Why GORM/Hibernate focus?
There is quite a few blogs which basically say: Grails is very buggy and then provide few or no details. There are also many blogs saying Grails is great and then provide equal amount of fluff to support their claim. All of this becomes very subjective.
(Section Edited for clarity, Oct 30, 2014)
It is not that hard to demonstrate that this is a very buggy environment. It has been founded on Groovy, and, in my experience, Groovy is and always was is a very buggy language. Here is one curious example (tested with Groovy 2.3.6, other versions I checked behave the same way):
1 as Long == 1 as Integer //true (note, false in Java)
1 as Integer == 1 as Long //true (note, false in Java)
[(1 as Integer)].contains((1 as Long)) //false (inconsistent with equals!)
(1 as Long) in [(1 as Integer)] //false
That is some scary stuff, right? I think it is scary. This one is not very fixable, but most Groovy bugs will eventually get fixed. Hibernate bugs will be with us forever.
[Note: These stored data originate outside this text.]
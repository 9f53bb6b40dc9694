//! Session state machine.
//!
//! The whole interactive surface is derived from a single [`UiState`] through the pure
//! [`project`] function. [`Session`] owns the transitions and is driven by the controller.

use crate::error::RestoreError;
use crate::model::{Preview, Restoration, SelectedFile};

#[derive(Debug, Clone, PartialEq, Eq, Default)]
pub enum UiState {
    #[default]
    Idle,
    Previewing {
        original: Preview,
    },
    Restoring {
        original: Preview,
        // Result of an earlier round trip, still shown while the new one runs.
        previous: Option<Restoration>,
    },
    Restored {
        original: Preview,
        restored: Restoration,
    },
    Error {
        original: Preview,
        previous: Option<Restoration>,
        message: String,
    },
}

impl UiState {
    pub fn name(&self) -> &'static str {
        match self {
            UiState::Idle => "Idle",
            UiState::Previewing { .. } => "Previewing",
            UiState::Restoring { .. } => "Restoring",
            UiState::Restored { .. } => "Restored",
            UiState::Error { .. } => "Error",
        }
    }

    pub fn original(&self) -> Option<&Preview> {
        match self {
            UiState::Idle => None,
            UiState::Previewing { original }
            | UiState::Restoring { original, .. }
            | UiState::Restored { original, .. }
            | UiState::Error { original, .. } => Some(original),
        }
    }

    /// Image shown in the restored pane, if any.
    pub fn restored_pane(&self) -> Option<&Restoration> {
        match self {
            UiState::Idle | UiState::Previewing { .. } => None,
            UiState::Restored { restored, .. } => Some(restored),
            UiState::Restoring { previous, .. } | UiState::Error { previous, .. } => {
                previous.as_ref()
            }
        }
    }

    /// The committed result of the latest round trip.
    pub fn restoration(&self) -> Option<&Restoration> {
        match self {
            UiState::Restored { restored, .. } => Some(restored),
            _ => None,
        }
    }

    pub fn is_restoring(&self) -> bool {
        matches!(self, UiState::Restoring { .. })
    }
}

/// Visibility of every element of the interactive surface.
#[derive(Debug, Clone, Copy, PartialEq, Eq)]
pub struct Visibility {
    pub original_image: bool,
    pub original_placeholder: bool,
    pub restored_image: bool,
    pub restored_placeholder: bool,
    pub restore_visible: bool,
    pub restore_enabled: bool,
    pub reset_visible: bool,
    pub reset_enabled: bool,
    pub download_visible: bool,
    pub loading: bool,
}

pub fn project(state: &UiState) -> Visibility {
    let original_image = state.original().is_some();
    let restored_image = state.restored_pane().is_some();
    let armed = !matches!(state, UiState::Idle);
    let restoring = state.is_restoring();
    Visibility {
        original_image,
        original_placeholder: !original_image,
        restored_image,
        restored_placeholder: !restored_image,
        restore_visible: armed,
        restore_enabled: armed && !restoring,
        reset_visible: armed,
        reset_enabled: armed && !restoring,
        download_visible: state.restoration().is_some(),
        loading: restoring,
    }
}

/// Result of asking the session to start a restore.
#[derive(Debug, PartialEq, Eq)]
pub enum RestoreStart {
    Started { id: u64, file: SelectedFile },
    /// A request is already in flight; the trigger is disabled.
    Busy,
}

#[derive(Debug, Default)]
pub struct Session {
    selected: Option<SelectedFile>,
    state: UiState,
    in_flight: Option<u64>,
    next_id: u64,
}

impl Session {
    pub fn new() -> Self {
        Self::default()
    }

    pub fn state(&self) -> &UiState {
        &self.state
    }

    pub fn selected(&self) -> Option<&SelectedFile> {
        self.selected.as_ref()
    }

    /// Load a new file. Any previous result is dropped. Returns the id of an in-flight
    /// request that is now stale and should be cancelled.
    pub fn select(&mut self, file: SelectedFile, original: Preview) -> Option<u64> {
        self.selected = Some(file);
        self.state = UiState::Previewing { original };
        self.in_flight.take()
    }

    pub fn begin_restore(&mut self) -> Result<RestoreStart, RestoreError> {
        if self.in_flight.is_some() {
            return Ok(RestoreStart::Busy);
        }
        let file = self.selected.clone().ok_or(RestoreError::NoFileSelected)?;

        let state = std::mem::take(&mut self.state);
        let (original, previous) = match state {
            UiState::Previewing { original } => (original, None),
            UiState::Restored { original, restored } => (original, Some(restored)),
            UiState::Error {
                original, previous, ..
            } => (original, previous),
            other => {
                self.state = other;
                return Err(RestoreError::NoFileSelected);
            }
        };
        self.state = UiState::Restoring { original, previous };

        self.next_id += 1;
        let id = self.next_id;
        self.in_flight = Some(id);
        Ok(RestoreStart::Started { id, file })
    }

    /// Apply the outcome of request `id`. Returns `None` for a stale request; otherwise
    /// the failure to surface, if any. The UI is interactable again afterwards.
    pub fn finish_restore(
        &mut self,
        id: u64,
        outcome: Result<Restoration, RestoreError>,
    ) -> Option<Result<(), RestoreError>> {
        if self.in_flight != Some(id) {
            return None;
        }
        self.in_flight = None;

        let (original, previous) = match std::mem::take(&mut self.state) {
            UiState::Restoring { original, previous } => (original, previous),
            other => {
                self.state = other;
                return None;
            }
        };
        match outcome {
            Ok(restored) => {
                self.state = UiState::Restored { original, restored };
                Some(Ok(()))
            }
            Err(e) => {
                self.state = UiState::Error {
                    original,
                    previous,
                    message: e.notice().text,
                };
                Some(Err(e))
            }
        }
    }

    /// Return to the initial state. Ignored while a request is in flight, because the
    /// reset control is disabled then.
    pub fn reset(&mut self) -> bool {
        if self.in_flight.is_some() {
            return false;
        }
        self.selected = None;
        self.state = UiState::Idle;
        true
    }

    /// Drop the in-flight request without a result (quit).
    pub fn abandon(&mut self) -> Option<u64> {
        let id = self.in_flight.take()?;
        if let UiState::Restoring { original, previous } = std::mem::take(&mut self.state) {
            self.state = match previous {
                Some(restored) => UiState::Restored { original, restored },
                None => UiState::Previewing { original },
            };
        }
        Some(id)
    }
}

#[cfg(test)]
mod tests {
    use super::*;
    use crate::model::Thumbnail;
    use bytes::Bytes;

    fn vis(s: &Session) -> Visibility {
        project(s.state())
    }

    /// The download target: the restored payload as a data URI.
    fn target(s: &Session) -> Option<String> {
        s.state().restoration().map(Restoration::data_uri)
    }

    fn file(name: &str) -> SelectedFile {
        SelectedFile {
            path: name.into(),
            file_name: name.into(),
            mime: "image/png".into(),
            bytes: Bytes::from_static(b"png"),
        }
    }

    fn preview(name: &str) -> Preview {
        Preview {
            file_name: name.into(),
            data_uri: format!("data:image/png;base64,{name}"),
            width: 1,
            height: 1,
            thumbnail: Thumbnail {
                width: 1,
                height: 1,
                rgb: vec![0, 0, 0],
            },
        }
    }

    fn restoration(payload: &str) -> Restoration {
        Restoration {
            payload: payload.into(),
            jpeg: Bytes::from_static(b"jpg"),
            dimensions: None,
            thumbnail: None,
        }
    }

    fn started(s: &mut Session) -> u64 {
        match s.begin_restore().expect("restore starts") {
            RestoreStart::Started { id, .. } => id,
            RestoreStart::Busy => panic!("unexpected busy"),
        }
    }

    fn initial() -> Visibility {
        project(&UiState::Idle)
    }

    #[test]
    fn initial_state_hides_every_action() {
        let v = initial();
        assert!(v.original_placeholder && v.restored_placeholder);
        assert!(!v.original_image && !v.restored_image);
        assert!(!v.restore_visible && !v.reset_visible && !v.download_visible);
        assert!(!v.loading);
    }

    #[test]
    fn every_state_shows_exactly_one_of_image_or_placeholder() {
        let states = vec![
            UiState::Idle,
            UiState::Previewing {
                original: preview("a"),
            },
            UiState::Restoring {
                original: preview("a"),
                previous: None,
            },
            UiState::Restoring {
                original: preview("a"),
                previous: Some(restoration("p")),
            },
            UiState::Restored {
                original: preview("a"),
                restored: restoration("r"),
            },
            UiState::Error {
                original: preview("a"),
                previous: None,
                message: "x".into(),
            },
        ];
        for st in &states {
            let v = project(st);
            assert_ne!(v.original_image, v.original_placeholder, "{}", st.name());
            assert_ne!(v.restored_image, v.restored_placeholder, "{}", st.name());
            assert_eq!(
                v.download_visible,
                st.restoration().is_some(),
                "{}",
                st.name()
            );
            assert_eq!(v.loading, st.is_restoring());
        }
    }

    #[test]
    fn selecting_a_file_arms_the_workflow() {
        let mut s = Session::new();
        s.select(file("cat.png"), preview("cat.png"));
        let v = vis(&s);
        assert!(v.original_image && !v.original_placeholder);
        assert!(v.restored_placeholder && !v.restored_image);
        assert!(v.restore_visible && v.restore_enabled);
        assert!(v.reset_visible && v.reset_enabled);
        assert!(!v.download_visible);
    }

    #[test]
    fn restore_without_file_is_rejected() {
        let mut s = Session::new();
        let err = s.begin_restore().unwrap_err();
        assert!(matches!(err, RestoreError::NoFileSelected));
        assert_eq!(s.state(), &UiState::Idle);
        assert!(!vis(&s).loading);
        assert_eq!(s.in_flight, None);
    }

    #[test]
    fn restoring_disables_controls_and_hides_download() {
        let mut s = Session::new();
        s.select(file("cat.png"), preview("cat.png"));
        started(&mut s);
        let v = vis(&s);
        assert!(v.loading);
        assert!(v.restore_visible && !v.restore_enabled);
        assert!(v.reset_visible && !v.reset_enabled);
        assert!(!v.download_visible);
        assert_eq!(s.begin_restore().unwrap(), RestoreStart::Busy);
        assert!(!s.reset());
    }

    #[test]
    fn success_shows_result_and_binds_download() {
        let mut s = Session::new();
        s.select(file("cat.png"), preview("cat.png"));
        let id = started(&mut s);
        let res = s.finish_restore(id, Ok(restoration("QUJD")));
        assert!(matches!(res, Some(Ok(()))));

        let v = vis(&s);
        assert!(v.restored_image && !v.restored_placeholder);
        assert!(v.original_image);
        assert!(v.download_visible);
        assert!(!v.loading && v.restore_enabled && v.reset_enabled);
        assert_eq!(
            target(&s).as_deref(),
            Some("data:image/jpeg;base64,QUJD")
        );
    }

    #[test]
    fn missing_payload_keeps_panes() {
        let mut s = Session::new();
        s.select(file("cat.png"), preview("cat.png"));
        let before = vis(&s);
        let id = started(&mut s);
        let res = s.finish_restore(
            id,
            Err(RestoreError::MissingPayload {
                message: Some("bad".into()),
            }),
        );
        let err = res.expect("not stale").unwrap_err();
        assert!(err.notice().text.contains("bad"));

        let after = vis(&s);
        assert_eq!(before, after);
        assert_eq!(s.state().name(), "Error");
    }

    #[test]
    fn failure_after_success_keeps_previous_image_but_not_download() {
        let mut s = Session::new();
        s.select(file("cat.png"), preview("cat.png"));
        let id = started(&mut s);
        s.finish_restore(id, Ok(restoration("one")));
        let id = started(&mut s);
        s.finish_restore(
            id,
            Err(RestoreError::Http {
                status: 500,
                body: "model unavailable".into(),
            }),
        );
        let v = vis(&s);
        assert!(v.restored_image);
        assert!(!v.download_visible);
        assert_eq!(target(&s), None);
        assert!(v.restore_enabled && v.reset_enabled);
    }

    #[test]
    fn reset_is_idempotent() {
        let mut s = Session::new();
        assert!(s.reset());
        assert_eq!(vis(&s), initial());
        assert!(s.reset());
        assert_eq!(vis(&s), initial());
        assert!(s.selected().is_none());
    }

    #[test]
    fn reset_then_new_file_has_no_residue() {
        let mut s = Session::new();
        s.select(file("a.png"), preview("a.png"));
        let id = started(&mut s);
        s.finish_restore(id, Ok(restoration("aaa")));
        assert!(s.reset());
        s.select(file("b.png"), preview("b.png"));

        assert_eq!(s.state().original().map(|p| p.file_name.as_str()), Some("b.png"));
        let v = vis(&s);
        assert!(v.restored_placeholder && !v.download_visible);
        assert_eq!(target(&s), None);
        assert_eq!(s.selected().map(|f| f.file_name.as_str()), Some("b.png"));
    }

    #[test]
    fn new_selection_supersedes_in_flight_request() {
        let mut s = Session::new();
        s.select(file("a.png"), preview("a.png"));
        let id = started(&mut s);
        let stale = s.select(file("b.png"), preview("b.png"));
        assert_eq!(stale, Some(id));
        assert!(s.finish_restore(id, Ok(restoration("aaa"))).is_none());
        assert_eq!(s.state().name(), "Previewing");
        assert!(!vis(&s).restored_image);
    }

    #[test]
    fn new_selection_clears_previous_result() {
        let mut s = Session::new();
        s.select(file("a.png"), preview("a.png"));
        let id = started(&mut s);
        s.finish_restore(id, Ok(restoration("aaa")));
        assert_eq!(s.select(file("b.png"), preview("b.png")), None);
        assert!(!vis(&s).download_visible);
        assert!(vis(&s).restored_placeholder);
    }

    #[test]
    fn abandon_restores_pre_request_state() {
        let mut s = Session::new();
        s.select(file("a.png"), preview("a.png"));
        let id = started(&mut s);
        assert_eq!(s.abandon(), Some(id));
        assert_eq!(s.state().name(), "Previewing");
        assert_eq!(s.abandon(), None);
    }
}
This series was about bugs other people call functionality and sophisticated design.
Designing a good web framework is not easy. I think the key is: the framework must be intuitive. It should do what developers expect to happen. That is one more reason for my focusing on GORM/Hibernate. It is hard to claim that these 2 are intuitive, but a similar claim becomes much more subjective in other parts of Grails.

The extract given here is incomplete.